Ora, no caso dos autos, atentos os factos provados não se pode concluir que estamos perante danos generalizados e de pequena gravidade insusceptíveis de ser indemnizáveis.

Ao invés deve concluir-se que estamos perante prejuízos anormais, pois, revestem-se de um certo peso ou gravidade, em termos de ultrapassar os limites daquilo que, no caso, a Autora tem de suportar enquanto membro da comunidade, extravasando os encargos sociais normais, exigíveis em contrapartida da existência e funcionamento dos serviços públicos, no caso, o Metro e prejuízos especiais, pois, não foram impostos à generalidade das pessoas, empresas ou comerciantes da zona, incidindo desigualmente sobre a Autora que além de suportar as obras com as escavações à porta do estabelecimento, teve ainda, localizado à frente do estabelecimento o estaleiro, com uma grua de grandes dimensões como se provou e se referiu.
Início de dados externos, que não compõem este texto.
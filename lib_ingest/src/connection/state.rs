//! # Connection State Machine
//!
//! One logical connection modeled as an explicit transition table:
//!
//! ```text
//! Idle -> Connecting -> Open
//! Open -> Reconnecting            (unexpected close, attempts remain)
//! Reconnecting -> Connecting      (retry timer elapsed)
//! any  -> ClosedPermanently       (disconnect, or attempts exhausted)
//! ```
//!
//! `ClosedPermanently` is terminal; no event leaves it. The machine owns the
//! reconnect-attempt counter (reset to zero exactly when the connection
//! opens) and the manual-close latch (once set, never cleared for the
//! lifetime of this instance; a fresh connect after a disconnect constructs
//! a new machine).
//!
//! The machine performs no I/O and holds no timers. It answers each event
//! with the [`ConnectionAction`]s its driver must carry out, which is what
//! makes the transition table testable without a socket or a clock.

#![forbid(unsafe_code)]
#![warn(missing_docs, rust_2018_idioms, unused_qualifications)]

use std::time::Duration;

/// Lifecycle states of one logical connection.
#[derive(Debug, Clone, Copy, PartialEq, Eq)]
pub enum ConnectionState {
    /// Constructed, not yet asked to connect.
    Idle,
    /// A dial attempt is in flight.
    Connecting,
    /// The transport is established and frames flow.
    Open,
    /// Waiting out the retry delay after an unexpected close.
    Reconnecting,
    /// Terminal: closed by the user or retries exhausted.
    ClosedPermanently,
}

/// External stimuli. Every driver funnels everything through these.
#[derive(Debug, Clone, PartialEq, Eq)]
pub enum ConnectionEvent {
    /// The caller asked for a connection.
    Connect,
    /// The transport reported an established connection.
    Opened,
    /// The transport closed or failed, with an optional reason. Covers both
    /// dial failures and drops of an open stream.
    Closed {
        /// Transport diagnostic, when one exists.
        reason: Option<String>,
    },
    /// The retry delay has elapsed.
    RetryElapsed,
    /// The caller asked for a permanent disconnect.
    Disconnect,
}

/// Side effects the driver must perform in response to an event.
#[derive(Debug, Clone, PartialEq, Eq)]
pub enum ConnectionAction {
    /// Open a transport to the endpoint.
    Dial,
    /// Wait this long, then feed [`ConnectionEvent::RetryElapsed`].
    ScheduleRetry(Duration),
    /// Close the transport if one is open.
    CloseTransport,
    /// Update the store's connected indicator.
    NotifyConnected(bool),
    /// Update the store's reconnecting indicator.
    NotifyReconnecting(bool),
    /// Clear any previously surfaced error.
    ClearError,
    /// Surface a terminal, user-visible failure. No automatic recovery
    /// follows; clearing it requires explicit user action.
    Fatal(String),
}

/// The state machine for one logical connection.
#[derive(Debug)]
pub struct Connection {
    state: ConnectionState,
    /// Reconnect attempts consumed since the last successful open.
    attempts: u32,
    /// One-way latch set by [`ConnectionEvent::Disconnect`].
    manually_closed: bool,
    max_attempts: u32,
    retry_delay: Duration,
}

impl Connection {
    /// Creates an idle machine with the given retry bounds.
    pub fn new(max_attempts: u32, retry_delay: Duration) -> Self {
        Self {
            state: ConnectionState::Idle,
            attempts: 0,
            manually_closed: false,
            max_attempts,
            retry_delay,
        }
    }

    /// Current lifecycle state.
    pub fn state(&self) -> ConnectionState {
        self.state
    }

    /// Reconnect attempts consumed since the last open.
    pub fn attempts(&self) -> u32 {
        self.attempts
    }

    /// Whether the manual-close latch has been set.
    pub fn manually_closed(&self) -> bool {
        self.manually_closed
    }

    /// The single entry point: applies `event` and returns the actions the
    /// driver must perform, in order.
    pub fn on_event(&mut self, event: ConnectionEvent) -> Vec<ConnectionAction> {
        match event {
            ConnectionEvent::Connect => self.handle_connect(),
            ConnectionEvent::Opened => self.handle_opened(),
            ConnectionEvent::Closed { reason } => self.handle_closed(reason),
            ConnectionEvent::RetryElapsed => self.handle_retry_elapsed(),
            ConnectionEvent::Disconnect => self.handle_disconnect(),
        }
    }

    fn handle_connect(&mut self) -> Vec<ConnectionAction> {
        match self.state {
            ConnectionState::Idle => {
                self.transition(ConnectionState::Connecting);
                vec![ConnectionAction::Dial]
            }
            // Already connected or mid-recovery: connect() is a no-op.
            _ => Vec::new(),
        }
    }

    fn handle_opened(&mut self) -> Vec<ConnectionAction> {
        match self.state {
            ConnectionState::Connecting => {
                self.transition(ConnectionState::Open);
                self.attempts = 0;
                vec![
                    ConnectionAction::NotifyConnected(true),
                    ConnectionAction::NotifyReconnecting(false),
                    ConnectionAction::ClearError,
                ]
            }
            // A late open after disconnect must not resurrect the session.
            ConnectionState::ClosedPermanently => vec![ConnectionAction::CloseTransport],
            _ => Vec::new(),
        }
    }

    fn handle_closed(&mut self, reason: Option<String>) -> Vec<ConnectionAction> {
        if self.state == ConnectionState::ClosedPermanently {
            return Vec::new();
        }

        if self.manually_closed {
            self.transition(ConnectionState::ClosedPermanently);
            return Vec::new();
        }

        if self.attempts < self.max_attempts {
            self.attempts += 1;
            log::warn!(
                "Connection lost ({}); reconnect attempt {}/{} in {}ms",
                reason.as_deref().unwrap_or("no reason given"),
                self.attempts,
                self.max_attempts,
                self.retry_delay.as_millis()
            );
            self.transition(ConnectionState::Reconnecting);
            vec![
                ConnectionAction::NotifyConnected(false),
                ConnectionAction::NotifyReconnecting(true),
                ConnectionAction::ScheduleRetry(self.retry_delay),
            ]
        } else {
            self.transition(ConnectionState::ClosedPermanently);
            vec![
                ConnectionAction::NotifyConnected(false),
                ConnectionAction::NotifyReconnecting(false),
                ConnectionAction::Fatal(format!(
                    "connection lost after {} reconnect attempts",
                    self.max_attempts
                )),
            ]
        }
    }

    fn handle_retry_elapsed(&mut self) -> Vec<ConnectionAction> {
        if self.state == ConnectionState::Reconnecting && !self.manually_closed {
            self.transition(ConnectionState::Connecting);
            vec![ConnectionAction::Dial]
        } else {
            Vec::new()
        }
    }

    fn handle_disconnect(&mut self) -> Vec<ConnectionAction> {
        if self.state == ConnectionState::ClosedPermanently {
            // Idempotent: the second disconnect has nothing left to cancel.
            return Vec::new();
        }

        self.manually_closed = true;
        self.transition(ConnectionState::ClosedPermanently);
        vec![
            ConnectionAction::CloseTransport,
            ConnectionAction::NotifyConnected(false),
            ConnectionAction::NotifyReconnecting(false),
        ]
    }

    fn transition(&mut self, next: ConnectionState) {
        if self.state != next {
            log::debug!("Connection state: {:?} -> {:?}", self.state, next);
            self.state = next;
        }
    }
}

#[cfg(test)]
mod tests {
    use super::*;

    fn machine(max_attempts: u32) -> Connection {
        Connection::new(max_attempts, Duration::from_millis(3000))
    }

    fn has_dial(actions: &[ConnectionAction]) -> bool {
        actions.iter().any(|a| matches!(a, ConnectionAction::Dial))
    }

    fn retry_of(actions: &[ConnectionAction]) -> Option<Duration> {
        actions.iter().find_map(|a| match a {
            ConnectionAction::ScheduleRetry(d) => Some(*d),
            _ => None,
        })
    }

    #[test]
    fn test_happy_path_resets_attempts_on_open() {
        let mut conn = machine(10);

        let actions = conn.on_event(ConnectionEvent::Connect);
        assert!(has_dial(&actions));
        assert_eq!(conn.state(), ConnectionState::Connecting);

        // Fail once so the counter moves off zero.
        conn.on_event(ConnectionEvent::Closed { reason: None });
        assert_eq!(conn.attempts(), 1);
        conn.on_event(ConnectionEvent::RetryElapsed);

        let actions = conn.on_event(ConnectionEvent::Opened);
        assert_eq!(conn.state(), ConnectionState::Open);
        assert_eq!(conn.attempts(), 0);
        assert!(actions.contains(&ConnectionAction::NotifyConnected(true)));
        assert!(actions.contains(&ConnectionAction::NotifyReconnecting(false)));
        assert!(actions.contains(&ConnectionAction::ClearError));
    }

    #[test]
    fn test_connect_while_open_is_a_no_op() {
        let mut conn = machine(10);
        conn.on_event(ConnectionEvent::Connect);
        conn.on_event(ConnectionEvent::Opened);

        assert!(conn.on_event(ConnectionEvent::Connect).is_empty());
        assert_eq!(conn.state(), ConnectionState::Open);
    }

    #[test]
    fn test_unexpected_close_schedules_evenly_spaced_retry() {
        let mut conn = machine(10);
        conn.on_event(ConnectionEvent::Connect);
        conn.on_event(ConnectionEvent::Opened);

        let actions = conn.on_event(ConnectionEvent::Closed {
            reason: Some("reset by peer".into()),
        });
        assert_eq!(conn.state(), ConnectionState::Reconnecting);
        assert!(actions.contains(&ConnectionAction::NotifyConnected(false)));
        assert!(actions.contains(&ConnectionAction::NotifyReconnecting(true)));
        // Fixed delay, no backoff.
        assert_eq!(retry_of(&actions), Some(Duration::from_millis(3000)));

        let actions = conn.on_event(ConnectionEvent::RetryElapsed);
        assert!(has_dial(&actions));
        assert_eq!(conn.state(), ConnectionState::Connecting);
    }

    #[test]
    fn test_exactly_max_attempts_then_terminal() {
        let max = 4;
        let mut conn = machine(max);
        conn.on_event(ConnectionEvent::Connect);

        // 1. Every failed dial consumes one reconnect attempt
        for expected in 1..=max {
            let actions = conn.on_event(ConnectionEvent::Closed { reason: None });
            assert_eq!(conn.attempts(), expected);
            assert!(retry_of(&actions).is_some(), "attempt {} should retry", expected);
            assert!(has_dial(&conn.on_event(ConnectionEvent::RetryElapsed)));
        }

        // 2. The next failure exhausts the bound
        let actions = conn.on_event(ConnectionEvent::Closed { reason: None });
        assert_eq!(conn.state(), ConnectionState::ClosedPermanently);
        assert!(retry_of(&actions).is_none());
        assert!(actions
            .iter()
            .any(|a| matches!(a, ConnectionAction::Fatal(_))));

        // 3. Terminal means terminal
        assert!(conn.on_event(ConnectionEvent::RetryElapsed).is_empty());
        assert!(conn.on_event(ConnectionEvent::Connect).is_empty());
        assert!(conn.on_event(ConnectionEvent::Closed { reason: None }).is_empty());
    }

    #[test]
    fn test_disconnect_is_idempotent() {
        let mut conn = machine(10);
        conn.on_event(ConnectionEvent::Connect);
        conn.on_event(ConnectionEvent::Opened);

        let first = conn.on_event(ConnectionEvent::Disconnect);
        assert_eq!(conn.state(), ConnectionState::ClosedPermanently);
        assert!(first.contains(&ConnectionAction::CloseTransport));
        assert!(conn.manually_closed());

        // Second disconnect: same terminal state, nothing to cancel twice.
        let second = conn.on_event(ConnectionEvent::Disconnect);
        assert!(second.is_empty());
        assert_eq!(conn.state(), ConnectionState::ClosedPermanently);
    }

    #[test]
    fn test_close_after_disconnect_never_retries() {
        let mut conn = machine(10);
        conn.on_event(ConnectionEvent::Connect);
        conn.on_event(ConnectionEvent::Opened);
        conn.on_event(ConnectionEvent::Disconnect);

        // The transport's close notification may still arrive afterwards.
        let actions = conn.on_event(ConnectionEvent::Closed {
            reason: Some("going away".into()),
        });
        assert!(actions.is_empty());
        assert_eq!(conn.state(), ConnectionState::ClosedPermanently);
    }

    #[test]
    fn test_late_open_after_disconnect_closes_transport() {
        let mut conn = machine(10);
        conn.on_event(ConnectionEvent::Connect);
        conn.on_event(ConnectionEvent::Disconnect);

        let actions = conn.on_event(ConnectionEvent::Opened);
        assert_eq!(actions, vec![ConnectionAction::CloseTransport]);
        assert_eq!(conn.state(), ConnectionState::ClosedPermanently);
    }
}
Ainda que não se tenha provado que os estabelecimentos situados nas cercanias do átrio Sul da estação do Saldanha (que se manteve sempre aberto) e aqueles que se localizam nas cercanias do átrio Norte mas longe do estaleiro das obras, não sofreram qualquer prejuízo decorrente das obras e vão beneficiar delas tanto como a Autora, provou-se, o que basta para se dar como verificado este pressuposto da responsabilidade civil por acto lícito, ou seja, que a Autora sofreu prejuízos anormais e especiais que não foram sofridos pela generalidade das pessoas beneficiárias do serviço a prestar pelo Réu após a conclusão das obras, o que permite configurar a existência de violação do princípio da igualdade na repartição dos encargos públicos que justifique a intervenção restauradora da indemnização.

Nos presentes autos não se trata de prejuízos resultantes do arranjo, pavimentação de uma concreta rua ou artéria que onere especialmente todos os moradores ou comerciantes da mesma, sendo que, os moradores ou comerciantes de uma outra artéria suportarão os inerentes custos de reparação dessa outra artéria, sendo assim os encargos repartidos de forma proporcional ou sucessiva pela colectividade mais próxima e em tese beneficiária directa da mesma, sejam moradores ou comerciantes da rua ou artéria.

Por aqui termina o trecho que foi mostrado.